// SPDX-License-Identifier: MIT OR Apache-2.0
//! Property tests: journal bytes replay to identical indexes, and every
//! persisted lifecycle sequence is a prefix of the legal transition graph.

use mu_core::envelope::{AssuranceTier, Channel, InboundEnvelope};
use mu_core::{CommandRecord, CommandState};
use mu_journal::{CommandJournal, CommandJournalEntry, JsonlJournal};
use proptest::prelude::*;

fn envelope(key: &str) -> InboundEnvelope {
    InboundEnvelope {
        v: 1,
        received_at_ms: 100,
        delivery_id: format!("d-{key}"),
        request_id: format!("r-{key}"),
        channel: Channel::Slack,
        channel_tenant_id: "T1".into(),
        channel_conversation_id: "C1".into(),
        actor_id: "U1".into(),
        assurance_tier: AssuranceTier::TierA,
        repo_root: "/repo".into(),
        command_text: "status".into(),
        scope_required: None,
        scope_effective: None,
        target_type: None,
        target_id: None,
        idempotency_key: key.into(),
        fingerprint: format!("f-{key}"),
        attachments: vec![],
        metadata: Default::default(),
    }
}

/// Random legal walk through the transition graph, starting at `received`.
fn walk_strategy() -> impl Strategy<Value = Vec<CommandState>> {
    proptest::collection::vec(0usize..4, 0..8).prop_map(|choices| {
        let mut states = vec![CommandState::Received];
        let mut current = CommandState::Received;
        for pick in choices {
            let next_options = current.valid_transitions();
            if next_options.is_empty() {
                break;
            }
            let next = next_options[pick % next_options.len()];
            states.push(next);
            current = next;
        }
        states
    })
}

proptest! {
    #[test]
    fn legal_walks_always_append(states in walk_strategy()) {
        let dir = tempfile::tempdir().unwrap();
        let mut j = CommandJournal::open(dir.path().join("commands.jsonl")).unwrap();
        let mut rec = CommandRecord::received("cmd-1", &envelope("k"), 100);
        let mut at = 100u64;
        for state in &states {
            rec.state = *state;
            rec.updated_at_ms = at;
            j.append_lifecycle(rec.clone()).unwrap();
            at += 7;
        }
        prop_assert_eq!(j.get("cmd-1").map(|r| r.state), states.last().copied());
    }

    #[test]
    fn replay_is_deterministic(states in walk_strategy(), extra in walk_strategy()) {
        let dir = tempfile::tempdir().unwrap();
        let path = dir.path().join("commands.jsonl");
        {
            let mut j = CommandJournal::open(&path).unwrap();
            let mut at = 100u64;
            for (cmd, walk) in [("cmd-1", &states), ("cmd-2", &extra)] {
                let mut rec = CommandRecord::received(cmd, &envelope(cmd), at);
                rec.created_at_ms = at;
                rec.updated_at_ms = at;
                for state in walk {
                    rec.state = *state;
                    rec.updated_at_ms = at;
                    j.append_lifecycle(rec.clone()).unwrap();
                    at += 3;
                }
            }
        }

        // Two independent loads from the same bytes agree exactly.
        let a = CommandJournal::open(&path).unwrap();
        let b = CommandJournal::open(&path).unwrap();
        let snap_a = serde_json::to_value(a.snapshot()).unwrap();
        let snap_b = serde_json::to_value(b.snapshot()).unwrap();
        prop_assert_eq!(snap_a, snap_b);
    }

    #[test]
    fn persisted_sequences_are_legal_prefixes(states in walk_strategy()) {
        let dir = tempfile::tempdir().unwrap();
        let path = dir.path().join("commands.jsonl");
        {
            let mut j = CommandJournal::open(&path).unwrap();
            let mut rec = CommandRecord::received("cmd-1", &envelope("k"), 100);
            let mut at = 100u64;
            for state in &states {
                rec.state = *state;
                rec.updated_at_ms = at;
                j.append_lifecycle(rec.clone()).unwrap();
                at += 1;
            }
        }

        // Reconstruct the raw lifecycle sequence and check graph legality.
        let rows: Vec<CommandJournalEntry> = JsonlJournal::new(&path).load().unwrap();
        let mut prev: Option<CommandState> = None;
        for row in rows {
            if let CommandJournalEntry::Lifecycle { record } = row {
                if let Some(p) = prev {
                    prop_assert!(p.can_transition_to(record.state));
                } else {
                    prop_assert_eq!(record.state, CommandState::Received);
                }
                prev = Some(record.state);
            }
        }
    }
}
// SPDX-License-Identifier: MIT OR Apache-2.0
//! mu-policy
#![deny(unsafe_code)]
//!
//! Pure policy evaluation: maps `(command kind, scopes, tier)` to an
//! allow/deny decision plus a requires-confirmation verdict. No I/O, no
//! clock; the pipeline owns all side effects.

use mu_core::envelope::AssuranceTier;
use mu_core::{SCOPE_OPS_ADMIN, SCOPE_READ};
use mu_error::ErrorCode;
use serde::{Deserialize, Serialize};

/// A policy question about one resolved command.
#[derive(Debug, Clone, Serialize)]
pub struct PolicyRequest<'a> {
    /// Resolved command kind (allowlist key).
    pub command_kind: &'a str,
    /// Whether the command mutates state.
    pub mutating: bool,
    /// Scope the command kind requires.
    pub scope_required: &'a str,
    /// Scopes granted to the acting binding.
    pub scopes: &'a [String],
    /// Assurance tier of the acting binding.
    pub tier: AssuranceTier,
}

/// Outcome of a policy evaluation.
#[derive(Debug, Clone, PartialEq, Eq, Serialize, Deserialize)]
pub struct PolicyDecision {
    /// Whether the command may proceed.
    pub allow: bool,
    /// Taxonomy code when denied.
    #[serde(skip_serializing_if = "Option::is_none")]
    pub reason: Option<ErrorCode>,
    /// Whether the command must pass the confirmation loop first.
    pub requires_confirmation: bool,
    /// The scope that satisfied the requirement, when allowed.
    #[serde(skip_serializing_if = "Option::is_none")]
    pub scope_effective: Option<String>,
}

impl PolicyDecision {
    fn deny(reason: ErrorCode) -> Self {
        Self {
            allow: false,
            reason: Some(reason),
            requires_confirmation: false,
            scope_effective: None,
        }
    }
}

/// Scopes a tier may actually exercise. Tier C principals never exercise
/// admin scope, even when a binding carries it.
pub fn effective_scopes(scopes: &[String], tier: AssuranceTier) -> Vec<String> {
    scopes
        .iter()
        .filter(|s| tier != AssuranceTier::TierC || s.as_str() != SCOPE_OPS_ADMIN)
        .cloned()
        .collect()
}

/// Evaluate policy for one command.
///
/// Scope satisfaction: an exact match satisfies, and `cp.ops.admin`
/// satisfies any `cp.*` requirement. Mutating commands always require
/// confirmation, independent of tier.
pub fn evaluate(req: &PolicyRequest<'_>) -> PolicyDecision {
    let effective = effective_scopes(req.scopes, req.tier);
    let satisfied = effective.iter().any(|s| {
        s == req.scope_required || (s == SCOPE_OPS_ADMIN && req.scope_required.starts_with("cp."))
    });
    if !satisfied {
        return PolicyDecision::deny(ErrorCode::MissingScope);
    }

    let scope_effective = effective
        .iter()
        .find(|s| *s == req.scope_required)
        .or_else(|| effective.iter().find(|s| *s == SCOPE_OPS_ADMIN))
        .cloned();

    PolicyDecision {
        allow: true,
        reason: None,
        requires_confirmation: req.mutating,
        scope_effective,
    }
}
* * *
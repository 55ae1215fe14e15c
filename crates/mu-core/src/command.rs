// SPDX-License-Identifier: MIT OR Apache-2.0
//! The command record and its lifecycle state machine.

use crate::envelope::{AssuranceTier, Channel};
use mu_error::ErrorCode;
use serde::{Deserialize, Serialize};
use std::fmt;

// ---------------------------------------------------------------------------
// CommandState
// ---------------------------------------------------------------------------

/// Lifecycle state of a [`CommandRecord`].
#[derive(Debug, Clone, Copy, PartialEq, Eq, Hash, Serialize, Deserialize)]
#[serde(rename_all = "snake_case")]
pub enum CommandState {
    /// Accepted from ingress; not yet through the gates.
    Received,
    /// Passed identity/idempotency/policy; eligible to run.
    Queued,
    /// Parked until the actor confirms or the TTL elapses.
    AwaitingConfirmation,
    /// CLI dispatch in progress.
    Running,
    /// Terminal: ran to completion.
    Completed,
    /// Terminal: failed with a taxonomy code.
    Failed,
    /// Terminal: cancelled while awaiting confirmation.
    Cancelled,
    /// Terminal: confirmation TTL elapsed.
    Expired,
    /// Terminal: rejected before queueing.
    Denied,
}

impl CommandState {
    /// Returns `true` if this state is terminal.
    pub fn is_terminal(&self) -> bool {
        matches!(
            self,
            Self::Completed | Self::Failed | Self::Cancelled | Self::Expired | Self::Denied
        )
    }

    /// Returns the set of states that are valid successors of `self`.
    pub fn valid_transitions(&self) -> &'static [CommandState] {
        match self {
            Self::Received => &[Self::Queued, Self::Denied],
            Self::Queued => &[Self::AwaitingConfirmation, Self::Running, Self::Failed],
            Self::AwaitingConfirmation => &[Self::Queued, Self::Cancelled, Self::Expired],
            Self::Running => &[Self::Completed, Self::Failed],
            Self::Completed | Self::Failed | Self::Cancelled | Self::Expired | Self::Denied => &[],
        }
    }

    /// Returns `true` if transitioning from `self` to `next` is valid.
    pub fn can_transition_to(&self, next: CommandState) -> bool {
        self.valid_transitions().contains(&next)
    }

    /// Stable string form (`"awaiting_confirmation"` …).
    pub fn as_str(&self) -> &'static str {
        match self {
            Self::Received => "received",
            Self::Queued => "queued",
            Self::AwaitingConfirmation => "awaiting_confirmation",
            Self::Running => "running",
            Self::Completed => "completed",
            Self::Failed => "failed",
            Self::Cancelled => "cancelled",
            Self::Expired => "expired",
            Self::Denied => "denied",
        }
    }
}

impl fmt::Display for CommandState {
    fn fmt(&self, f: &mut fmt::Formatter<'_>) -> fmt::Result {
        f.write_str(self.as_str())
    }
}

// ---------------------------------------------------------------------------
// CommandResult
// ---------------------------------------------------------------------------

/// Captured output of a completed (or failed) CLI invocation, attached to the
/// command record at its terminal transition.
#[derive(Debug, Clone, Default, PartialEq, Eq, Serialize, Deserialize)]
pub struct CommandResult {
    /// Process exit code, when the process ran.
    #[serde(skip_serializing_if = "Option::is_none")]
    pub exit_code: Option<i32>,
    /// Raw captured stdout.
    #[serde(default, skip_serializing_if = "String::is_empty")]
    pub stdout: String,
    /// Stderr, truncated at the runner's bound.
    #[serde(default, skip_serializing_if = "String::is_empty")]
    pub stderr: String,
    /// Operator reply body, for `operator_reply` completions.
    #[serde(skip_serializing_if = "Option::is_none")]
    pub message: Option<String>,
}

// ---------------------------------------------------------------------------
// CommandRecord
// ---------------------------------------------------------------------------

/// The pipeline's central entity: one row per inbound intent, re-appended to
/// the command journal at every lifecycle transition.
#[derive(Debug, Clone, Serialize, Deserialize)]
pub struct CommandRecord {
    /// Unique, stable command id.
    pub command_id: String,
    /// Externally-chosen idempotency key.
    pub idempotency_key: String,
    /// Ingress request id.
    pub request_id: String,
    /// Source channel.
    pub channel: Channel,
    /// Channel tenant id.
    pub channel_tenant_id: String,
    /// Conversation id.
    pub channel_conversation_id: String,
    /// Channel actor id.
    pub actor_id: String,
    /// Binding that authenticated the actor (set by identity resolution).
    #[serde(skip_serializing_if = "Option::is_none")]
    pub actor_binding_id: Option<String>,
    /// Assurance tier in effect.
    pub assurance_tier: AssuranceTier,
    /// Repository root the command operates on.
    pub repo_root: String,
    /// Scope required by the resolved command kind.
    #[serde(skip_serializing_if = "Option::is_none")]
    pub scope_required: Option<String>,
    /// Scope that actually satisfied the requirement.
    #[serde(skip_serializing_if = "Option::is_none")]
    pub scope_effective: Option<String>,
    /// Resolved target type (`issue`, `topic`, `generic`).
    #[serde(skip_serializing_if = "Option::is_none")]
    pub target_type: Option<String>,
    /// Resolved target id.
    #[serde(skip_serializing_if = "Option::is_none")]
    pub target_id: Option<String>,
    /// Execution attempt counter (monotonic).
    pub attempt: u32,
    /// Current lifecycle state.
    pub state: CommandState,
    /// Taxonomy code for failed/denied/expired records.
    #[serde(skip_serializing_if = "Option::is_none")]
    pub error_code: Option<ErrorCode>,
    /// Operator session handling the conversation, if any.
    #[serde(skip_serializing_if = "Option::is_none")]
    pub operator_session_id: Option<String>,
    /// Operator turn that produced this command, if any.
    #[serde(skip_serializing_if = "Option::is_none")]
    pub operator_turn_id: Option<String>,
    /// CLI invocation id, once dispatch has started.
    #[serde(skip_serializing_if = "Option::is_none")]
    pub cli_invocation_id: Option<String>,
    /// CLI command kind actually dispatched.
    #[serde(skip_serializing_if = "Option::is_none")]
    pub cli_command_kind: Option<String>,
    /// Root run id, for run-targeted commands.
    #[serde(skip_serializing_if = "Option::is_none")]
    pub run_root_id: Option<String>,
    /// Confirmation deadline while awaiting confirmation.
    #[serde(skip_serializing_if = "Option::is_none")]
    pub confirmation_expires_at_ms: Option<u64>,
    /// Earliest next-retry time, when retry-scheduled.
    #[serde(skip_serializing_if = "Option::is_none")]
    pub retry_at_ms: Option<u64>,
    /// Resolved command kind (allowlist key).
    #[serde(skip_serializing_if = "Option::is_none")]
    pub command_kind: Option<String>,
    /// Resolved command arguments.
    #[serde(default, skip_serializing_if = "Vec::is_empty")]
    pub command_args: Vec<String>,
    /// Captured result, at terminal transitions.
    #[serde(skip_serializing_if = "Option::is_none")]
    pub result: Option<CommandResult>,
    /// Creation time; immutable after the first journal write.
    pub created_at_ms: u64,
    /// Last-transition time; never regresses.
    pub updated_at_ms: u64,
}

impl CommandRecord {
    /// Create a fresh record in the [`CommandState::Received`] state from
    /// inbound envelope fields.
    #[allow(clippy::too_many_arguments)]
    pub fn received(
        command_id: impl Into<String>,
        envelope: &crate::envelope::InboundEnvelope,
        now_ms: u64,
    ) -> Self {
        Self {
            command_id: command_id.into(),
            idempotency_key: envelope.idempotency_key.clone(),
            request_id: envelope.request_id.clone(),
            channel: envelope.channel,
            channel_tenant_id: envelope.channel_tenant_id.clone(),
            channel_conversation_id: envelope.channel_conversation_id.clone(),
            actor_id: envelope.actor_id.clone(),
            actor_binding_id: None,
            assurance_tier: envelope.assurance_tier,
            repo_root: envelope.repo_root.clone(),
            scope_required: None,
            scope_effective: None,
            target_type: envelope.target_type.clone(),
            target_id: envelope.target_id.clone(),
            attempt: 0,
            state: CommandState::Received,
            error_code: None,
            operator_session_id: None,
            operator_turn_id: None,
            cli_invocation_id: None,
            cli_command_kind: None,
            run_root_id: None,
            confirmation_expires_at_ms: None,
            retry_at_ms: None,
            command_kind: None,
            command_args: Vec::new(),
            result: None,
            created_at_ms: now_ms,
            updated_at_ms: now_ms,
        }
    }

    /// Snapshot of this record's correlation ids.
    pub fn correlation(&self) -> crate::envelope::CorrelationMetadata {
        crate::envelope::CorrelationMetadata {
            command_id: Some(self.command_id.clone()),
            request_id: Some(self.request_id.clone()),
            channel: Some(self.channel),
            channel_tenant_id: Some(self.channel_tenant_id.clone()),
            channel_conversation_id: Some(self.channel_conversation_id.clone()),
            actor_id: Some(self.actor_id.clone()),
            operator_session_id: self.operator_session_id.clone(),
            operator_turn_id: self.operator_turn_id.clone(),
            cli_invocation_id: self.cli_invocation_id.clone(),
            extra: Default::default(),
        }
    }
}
==
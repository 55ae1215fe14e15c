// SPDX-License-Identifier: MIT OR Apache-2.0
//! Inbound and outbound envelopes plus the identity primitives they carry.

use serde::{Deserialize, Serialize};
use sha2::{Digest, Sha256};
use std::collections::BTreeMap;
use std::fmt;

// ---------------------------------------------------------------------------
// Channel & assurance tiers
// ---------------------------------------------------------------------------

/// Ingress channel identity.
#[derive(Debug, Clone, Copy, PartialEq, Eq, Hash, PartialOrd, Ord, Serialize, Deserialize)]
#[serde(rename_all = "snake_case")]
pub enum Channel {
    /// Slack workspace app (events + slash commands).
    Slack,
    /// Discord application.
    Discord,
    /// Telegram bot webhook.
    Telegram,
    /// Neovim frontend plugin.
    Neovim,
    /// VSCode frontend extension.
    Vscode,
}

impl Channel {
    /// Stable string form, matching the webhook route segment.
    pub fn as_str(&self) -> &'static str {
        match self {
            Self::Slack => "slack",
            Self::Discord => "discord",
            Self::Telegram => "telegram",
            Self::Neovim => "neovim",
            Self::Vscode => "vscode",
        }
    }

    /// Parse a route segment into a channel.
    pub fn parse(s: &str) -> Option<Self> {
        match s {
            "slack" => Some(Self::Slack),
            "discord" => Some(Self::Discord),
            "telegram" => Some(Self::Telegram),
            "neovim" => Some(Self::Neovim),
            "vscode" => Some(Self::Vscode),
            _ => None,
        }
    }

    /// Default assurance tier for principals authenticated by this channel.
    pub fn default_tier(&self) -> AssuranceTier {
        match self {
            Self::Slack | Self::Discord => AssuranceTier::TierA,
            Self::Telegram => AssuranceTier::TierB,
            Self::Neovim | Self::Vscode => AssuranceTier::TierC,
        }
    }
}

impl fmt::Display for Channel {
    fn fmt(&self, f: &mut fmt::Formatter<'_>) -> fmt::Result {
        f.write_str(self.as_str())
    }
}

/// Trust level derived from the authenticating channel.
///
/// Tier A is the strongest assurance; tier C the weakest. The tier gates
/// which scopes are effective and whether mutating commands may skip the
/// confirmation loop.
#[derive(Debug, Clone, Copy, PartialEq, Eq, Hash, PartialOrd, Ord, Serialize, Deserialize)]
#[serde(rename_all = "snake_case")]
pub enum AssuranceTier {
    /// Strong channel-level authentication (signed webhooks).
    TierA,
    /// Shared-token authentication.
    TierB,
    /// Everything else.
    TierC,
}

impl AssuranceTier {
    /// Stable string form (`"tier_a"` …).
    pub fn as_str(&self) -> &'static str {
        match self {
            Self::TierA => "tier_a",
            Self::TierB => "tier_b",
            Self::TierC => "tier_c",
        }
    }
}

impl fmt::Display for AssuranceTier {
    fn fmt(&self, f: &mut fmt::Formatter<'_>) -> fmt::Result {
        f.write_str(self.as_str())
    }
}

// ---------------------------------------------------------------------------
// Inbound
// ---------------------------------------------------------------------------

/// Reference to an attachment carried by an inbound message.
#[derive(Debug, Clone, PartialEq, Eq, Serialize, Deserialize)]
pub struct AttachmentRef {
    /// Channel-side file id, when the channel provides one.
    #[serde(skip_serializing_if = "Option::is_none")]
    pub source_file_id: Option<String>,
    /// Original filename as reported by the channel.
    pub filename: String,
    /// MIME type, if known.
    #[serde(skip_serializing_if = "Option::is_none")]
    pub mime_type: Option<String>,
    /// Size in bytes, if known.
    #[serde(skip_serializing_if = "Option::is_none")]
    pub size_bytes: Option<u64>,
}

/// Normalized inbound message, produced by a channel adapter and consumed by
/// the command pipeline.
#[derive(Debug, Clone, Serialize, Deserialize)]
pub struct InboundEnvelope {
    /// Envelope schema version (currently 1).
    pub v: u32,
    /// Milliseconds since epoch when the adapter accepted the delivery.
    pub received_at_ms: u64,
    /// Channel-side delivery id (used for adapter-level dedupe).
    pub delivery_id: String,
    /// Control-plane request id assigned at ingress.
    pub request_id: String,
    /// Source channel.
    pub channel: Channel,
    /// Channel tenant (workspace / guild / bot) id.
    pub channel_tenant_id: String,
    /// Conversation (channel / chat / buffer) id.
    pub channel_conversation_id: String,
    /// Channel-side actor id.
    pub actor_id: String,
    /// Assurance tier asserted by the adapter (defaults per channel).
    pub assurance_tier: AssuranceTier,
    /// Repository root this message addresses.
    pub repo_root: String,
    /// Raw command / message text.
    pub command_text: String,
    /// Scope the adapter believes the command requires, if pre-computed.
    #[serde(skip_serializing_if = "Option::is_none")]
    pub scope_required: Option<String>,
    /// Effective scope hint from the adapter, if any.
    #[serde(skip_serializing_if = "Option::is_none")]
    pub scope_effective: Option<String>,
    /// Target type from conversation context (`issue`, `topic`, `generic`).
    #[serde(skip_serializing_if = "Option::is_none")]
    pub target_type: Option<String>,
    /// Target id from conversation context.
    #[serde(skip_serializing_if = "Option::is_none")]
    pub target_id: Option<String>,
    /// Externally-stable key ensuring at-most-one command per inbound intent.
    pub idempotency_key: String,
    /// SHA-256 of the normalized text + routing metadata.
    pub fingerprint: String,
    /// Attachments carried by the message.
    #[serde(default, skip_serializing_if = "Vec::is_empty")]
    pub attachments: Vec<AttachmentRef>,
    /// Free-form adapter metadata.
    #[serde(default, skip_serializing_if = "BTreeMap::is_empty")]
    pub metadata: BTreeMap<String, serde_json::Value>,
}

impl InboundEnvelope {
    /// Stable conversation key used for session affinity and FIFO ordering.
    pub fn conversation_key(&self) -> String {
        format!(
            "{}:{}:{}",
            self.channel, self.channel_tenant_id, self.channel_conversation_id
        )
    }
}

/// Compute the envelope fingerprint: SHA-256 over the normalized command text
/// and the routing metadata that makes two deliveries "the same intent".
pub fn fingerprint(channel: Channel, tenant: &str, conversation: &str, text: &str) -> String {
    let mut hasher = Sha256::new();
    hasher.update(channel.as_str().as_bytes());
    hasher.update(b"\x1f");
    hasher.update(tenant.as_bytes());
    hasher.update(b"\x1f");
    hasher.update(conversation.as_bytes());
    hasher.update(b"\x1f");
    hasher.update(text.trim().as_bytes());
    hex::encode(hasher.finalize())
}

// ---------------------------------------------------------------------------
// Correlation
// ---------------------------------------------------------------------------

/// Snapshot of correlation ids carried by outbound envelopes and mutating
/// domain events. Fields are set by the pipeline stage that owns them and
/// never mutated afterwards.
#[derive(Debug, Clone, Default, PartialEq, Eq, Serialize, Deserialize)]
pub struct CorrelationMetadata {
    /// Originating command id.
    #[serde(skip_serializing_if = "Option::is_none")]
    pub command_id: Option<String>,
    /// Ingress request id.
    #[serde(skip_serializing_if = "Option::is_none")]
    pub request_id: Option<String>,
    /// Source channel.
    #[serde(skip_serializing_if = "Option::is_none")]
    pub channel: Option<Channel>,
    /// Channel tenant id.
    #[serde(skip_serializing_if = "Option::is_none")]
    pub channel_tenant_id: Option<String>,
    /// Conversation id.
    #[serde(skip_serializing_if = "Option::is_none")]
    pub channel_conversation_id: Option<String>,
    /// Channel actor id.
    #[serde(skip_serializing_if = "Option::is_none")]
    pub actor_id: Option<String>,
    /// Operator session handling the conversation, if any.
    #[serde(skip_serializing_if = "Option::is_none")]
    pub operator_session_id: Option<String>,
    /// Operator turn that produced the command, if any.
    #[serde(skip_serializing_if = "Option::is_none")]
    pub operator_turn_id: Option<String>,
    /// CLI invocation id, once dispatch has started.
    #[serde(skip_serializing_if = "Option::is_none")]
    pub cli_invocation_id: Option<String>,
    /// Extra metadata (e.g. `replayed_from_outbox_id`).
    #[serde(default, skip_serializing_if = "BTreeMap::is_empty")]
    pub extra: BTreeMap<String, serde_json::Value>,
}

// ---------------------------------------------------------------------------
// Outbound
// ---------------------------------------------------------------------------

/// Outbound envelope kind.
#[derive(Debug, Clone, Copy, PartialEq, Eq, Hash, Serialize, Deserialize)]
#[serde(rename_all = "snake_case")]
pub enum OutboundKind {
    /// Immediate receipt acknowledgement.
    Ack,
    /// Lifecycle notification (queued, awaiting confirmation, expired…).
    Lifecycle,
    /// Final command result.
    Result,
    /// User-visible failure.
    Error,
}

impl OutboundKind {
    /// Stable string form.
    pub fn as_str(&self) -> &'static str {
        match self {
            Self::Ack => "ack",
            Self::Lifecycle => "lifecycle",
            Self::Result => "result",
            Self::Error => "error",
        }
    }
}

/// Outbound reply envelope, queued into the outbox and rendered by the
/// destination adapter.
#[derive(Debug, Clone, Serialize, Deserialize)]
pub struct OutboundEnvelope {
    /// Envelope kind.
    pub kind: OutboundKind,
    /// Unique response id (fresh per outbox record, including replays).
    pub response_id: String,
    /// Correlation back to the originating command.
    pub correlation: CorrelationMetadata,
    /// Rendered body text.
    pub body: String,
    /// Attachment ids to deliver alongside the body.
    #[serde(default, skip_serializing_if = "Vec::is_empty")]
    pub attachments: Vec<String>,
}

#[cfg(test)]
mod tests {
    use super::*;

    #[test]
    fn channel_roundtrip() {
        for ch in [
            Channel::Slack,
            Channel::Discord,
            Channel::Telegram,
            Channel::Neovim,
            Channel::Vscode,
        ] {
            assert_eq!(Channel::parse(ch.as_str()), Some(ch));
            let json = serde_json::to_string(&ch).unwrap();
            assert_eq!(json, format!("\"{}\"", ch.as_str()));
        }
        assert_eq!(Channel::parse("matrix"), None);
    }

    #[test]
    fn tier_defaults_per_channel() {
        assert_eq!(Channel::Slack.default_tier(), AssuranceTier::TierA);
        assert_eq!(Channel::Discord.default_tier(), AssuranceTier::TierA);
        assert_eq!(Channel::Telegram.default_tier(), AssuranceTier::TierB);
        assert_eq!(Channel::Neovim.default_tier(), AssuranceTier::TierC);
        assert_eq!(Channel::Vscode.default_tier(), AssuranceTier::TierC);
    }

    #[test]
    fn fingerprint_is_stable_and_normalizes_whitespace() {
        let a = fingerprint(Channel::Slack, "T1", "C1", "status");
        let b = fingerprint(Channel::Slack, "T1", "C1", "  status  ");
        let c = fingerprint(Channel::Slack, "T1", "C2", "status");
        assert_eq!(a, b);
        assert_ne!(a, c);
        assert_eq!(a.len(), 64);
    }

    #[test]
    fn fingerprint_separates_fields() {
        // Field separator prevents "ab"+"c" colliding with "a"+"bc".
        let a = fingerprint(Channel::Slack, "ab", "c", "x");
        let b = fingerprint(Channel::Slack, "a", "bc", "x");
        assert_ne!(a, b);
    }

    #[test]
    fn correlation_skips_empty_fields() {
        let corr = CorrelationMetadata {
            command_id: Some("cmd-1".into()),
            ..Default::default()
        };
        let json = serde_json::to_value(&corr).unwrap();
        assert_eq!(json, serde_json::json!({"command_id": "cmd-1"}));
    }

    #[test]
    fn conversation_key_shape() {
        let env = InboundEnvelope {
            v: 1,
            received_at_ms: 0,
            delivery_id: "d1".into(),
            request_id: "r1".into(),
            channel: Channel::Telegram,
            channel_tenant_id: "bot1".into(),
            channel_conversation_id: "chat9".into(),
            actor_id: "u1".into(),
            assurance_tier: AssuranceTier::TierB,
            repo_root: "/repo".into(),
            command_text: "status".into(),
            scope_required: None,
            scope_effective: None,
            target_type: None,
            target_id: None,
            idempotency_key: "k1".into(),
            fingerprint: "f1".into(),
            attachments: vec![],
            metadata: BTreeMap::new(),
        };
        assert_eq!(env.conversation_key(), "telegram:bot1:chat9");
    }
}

* AIM OF THE EXERCISE
Return every line of the entries above that the string "while" appears in.

* ANSWER FOR THE TASK
    /// Terminal: cancelled while awaiting confirmation.
    /// Confirmation deadline while awaiting confirmation.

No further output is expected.